Though Cornel West has tried to uphold the banner of the black left through his unrelenting critiques of President Obama, we need young people with fresh, creative vision to reinvigorate and reimagine what the radical Black left can be in this moment. I hope then, that this March renews our vigor for Black left politics.
This means that whatever President Obama might say in his speech commemorating the lynching of Emmitt Till on Wednesday, we should not let such acts distract us from the broader project of resurrecting a viable model of black politics for the 21stcentury. Without strong left advocacy, liberal politics is dishonest, lacking in ambition, and far too willing to give up ground. I, too, have been enamored with Florida’s Dream Defenders, mostly because it’s great to see a decline in young people’s racial apathy. But advocating for state-based solutions to persisting racial inequality is an inchoate strategy for lasting change. And marches are no match for the politics of this “new racial nadir” in which we find ourselves.

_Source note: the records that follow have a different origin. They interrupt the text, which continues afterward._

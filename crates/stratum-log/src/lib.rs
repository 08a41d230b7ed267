//! Structured logging for Stratum peers.
//!
//! Sets up a `tracing` subscriber with console output (uptime timestamps and
//! module paths) plus JSON file logging in debug builds. The filter honours
//! `RUST_LOG` first, then the config `debug.log_level`.

use std::path::Path;

use stratum_config::Config;
use tracing_subscriber::{EnvFilter, fmt, layer::SubscriberExt, util::SubscriberInitExt};

/// Filter used when neither `RUST_LOG` nor the config specifies one.
pub const DEFAULT_FILTER: &str = "info";

/// Resolve the filter directive string for the given config.
pub fn filter_directives(config: Option<&Config>) -> String {
    match config {
        Some(config) if !config.debug.log_level.is_empty() => config.debug.log_level.clone(),
        _ => DEFAULT_FILTER.to_string(),
    }
}

/// Initialize the global tracing subscriber.
///
/// * `log_dir` - Optional directory for the JSON log file (debug builds only)
/// * `debug_build` - Whether file logging should be enabled
/// * `config` - Optional configuration supplying the log level
///
/// ```no_run
/// use stratum_config::Config;
/// use stratum_log::init_logging;
///
/// let config = Config::default();
/// init_logging(None, false, Some(&config));
/// ```
pub fn init_logging(log_dir: Option<&Path>, debug_build: bool, config: Option<&Config>) {
    let filter_str = filter_directives(config);

    let env_filter =
        EnvFilter::try_from_default_env().unwrap_or_else(|_| EnvFilter::new(&filter_str));

    let console_layer = fmt::layer()
        .with_target(true)
        .with_thread_names(true)
        .with_level(true)
        .with_timer(fmt::time::uptime());

    let subscriber = tracing_subscriber::registry()
        .with(env_filter)
        .with(console_layer);

    // Debug builds also write structured JSON for post-mortem desync analysis.
    if debug_build
        && let Some(log_dir) = log_dir
        && std::fs::create_dir_all(log_dir).is_ok()
        && let Ok(log_file) = std::fs::File::create(log_dir.join("stratum.log"))
    {
        let file_layer = fmt::layer()
            .with_writer(log_file)
            .with_ansi(false)
            .with_target(true)
            .with_thread_names(true)
            .with_timer(fmt::time::uptime())
            .json();

        subscriber.with(file_layer).init();
        return;
    }

    subscriber.init();
}
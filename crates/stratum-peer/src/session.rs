//! One peer's view of a running session: command pipeline, world, and the
//! hard-sync schedule, advanced one tick at a time.

use std::sync::{Arc, Mutex, MutexGuard};

use stratum_config::Config;
use stratum_net::{PeerEvent, Transport};
use stratum_sync::{
    BatchSummary, CommandManager, GameCommand, HardSyncScheduler, HardSyncService, SendOutcome,
};

use crate::ledger::{self, ColonyLedger};

/// Per-peer session state driven by the tick loop.
pub struct Session {
    manager: CommandManager,
    ledger: Arc<Mutex<ColonyLedger>>,
    hard_sync: Arc<HardSyncService<ColonyLedger>>,
    scheduler: HardSyncScheduler,
    ticks_per_cycle: u32,
    tick: i64,
}

impl Session {
    /// Build the pipeline on top of an already connected transport.
    pub fn new(transport: Arc<dyn Transport>, config: &Config) -> Self {
        let is_host = transport.is_host();
        let mut manager = CommandManager::new(transport, &config.sync);
        let ledger = Arc::new(Mutex::new(ColonyLedger::new()));

        ledger::register_handlers(&mut manager, &ledger);
        let hard_sync = HardSyncService::install(Arc::clone(&ledger), &mut manager);

        tracing::info!(
            peer = %manager.local_peer_id(),
            is_host,
            handlers = manager.handlers().registered_types().len(),
            "Session ready"
        );

        Self {
            manager,
            ledger,
            hard_sync,
            scheduler: HardSyncScheduler::new(config.hard_sync.clone(), is_host),
            ticks_per_cycle: config.sync.ticks_per_cycle,
            tick: 0,
        }
    }

    pub fn manager(&self) -> &CommandManager {
        &self.manager
    }

    pub fn ledger(&self) -> MutexGuard<'_, ColonyLedger> {
        ledger::lock(&self.ledger)
    }

    pub fn tick(&self) -> i64 {
        self.tick
    }

    /// Issue a local command: broadcast it and apply it here.
    pub fn issue(&self, command: GameCommand) -> SendOutcome {
        self.manager.dispatch(command)
    }

    /// The player saved; the host may distribute a snapshot.
    pub fn manual_save(&self) -> Option<SendOutcome> {
        let reason = self.scheduler.on_manual_save()?;
        Some(self.hard_sync.trigger(&self.manager, reason))
    }

    /// Run one simulation tick.
    pub fn step(&mut self) -> BatchSummary {
        self.manager.pump();
        self.handle_peer_events();

        let summary = self.manager.process_pending_commands();
        if summary.failed > 0 || summary.dropped > 0 {
            tracing::debug!(
                tick = self.tick,
                failed = summary.failed,
                dropped = summary.dropped,
                "Batch had rejected commands"
            );
        }

        self.tick += 1;
        self.manager.set_game_tick(self.tick);
        let cycle = self.ledger().advance(self.tick, self.ticks_per_cycle);
        if let Some(reason) = self.scheduler.on_cycle(cycle) {
            tracing::info!(cycle, "New day");
            self.hard_sync.trigger(&self.manager, reason);
        }

        summary
    }

    fn handle_peer_events(&self) {
        for event in self.manager.transport().drain_peer_events() {
            match event {
                PeerEvent::Joined(peer) => {
                    tracing::info!(%peer, "Peer joined");
                    if let Some(reason) = self.scheduler.on_peer_joined(peer) {
                        self.hard_sync.trigger(&self.manager, reason);
                    }
                }
                PeerEvent::Left(peer) => tracing::info!(%peer, "Peer left"),
            }
        }
    }
}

The Rev. Sharpton himself proclaimed, “We need to give our young people new dreams.” Despite his best efforts to lay out a set of concrete, and frankly, unambitious goals – voting rights, job creation and gun control – to guide black advocacy in the near future, the march itself and even his speech largely reminded us of where we had been, using the past as a marker to remind us of who we are.
It said nothing about what our ultimate destination might be, and little about where we should go from here. The idea that a 25-year-old voter could show up to a North Carolina voting booth with a picture of Cheney, Goodman or Schwerner, “because that’s who we are,” is romantic, but impractical. Most 25-year-olds, especially those learning in public schools with resources gutted by austerity measures, likely have no idea who those three young men even were.
Tethered as it was to narratives of the past, the march seemed more like a funeral than a commencement. Black funerals manage to be many things all at once: a family reunion, replete with nostalgic storytelling, capped off by a lamenting of days gone by, a celebration of the life that has been lived, and a reminder and encouragement for the rest of us to carry on the legacy. And any black preacher worth his or her salt knows how to deliver a good eulogy.
Rev. Sharpton presided well over the home-going service for this model of black politics as we’ve known them, giving a rousing eulogy that did not disappoint. But a eulogy it was.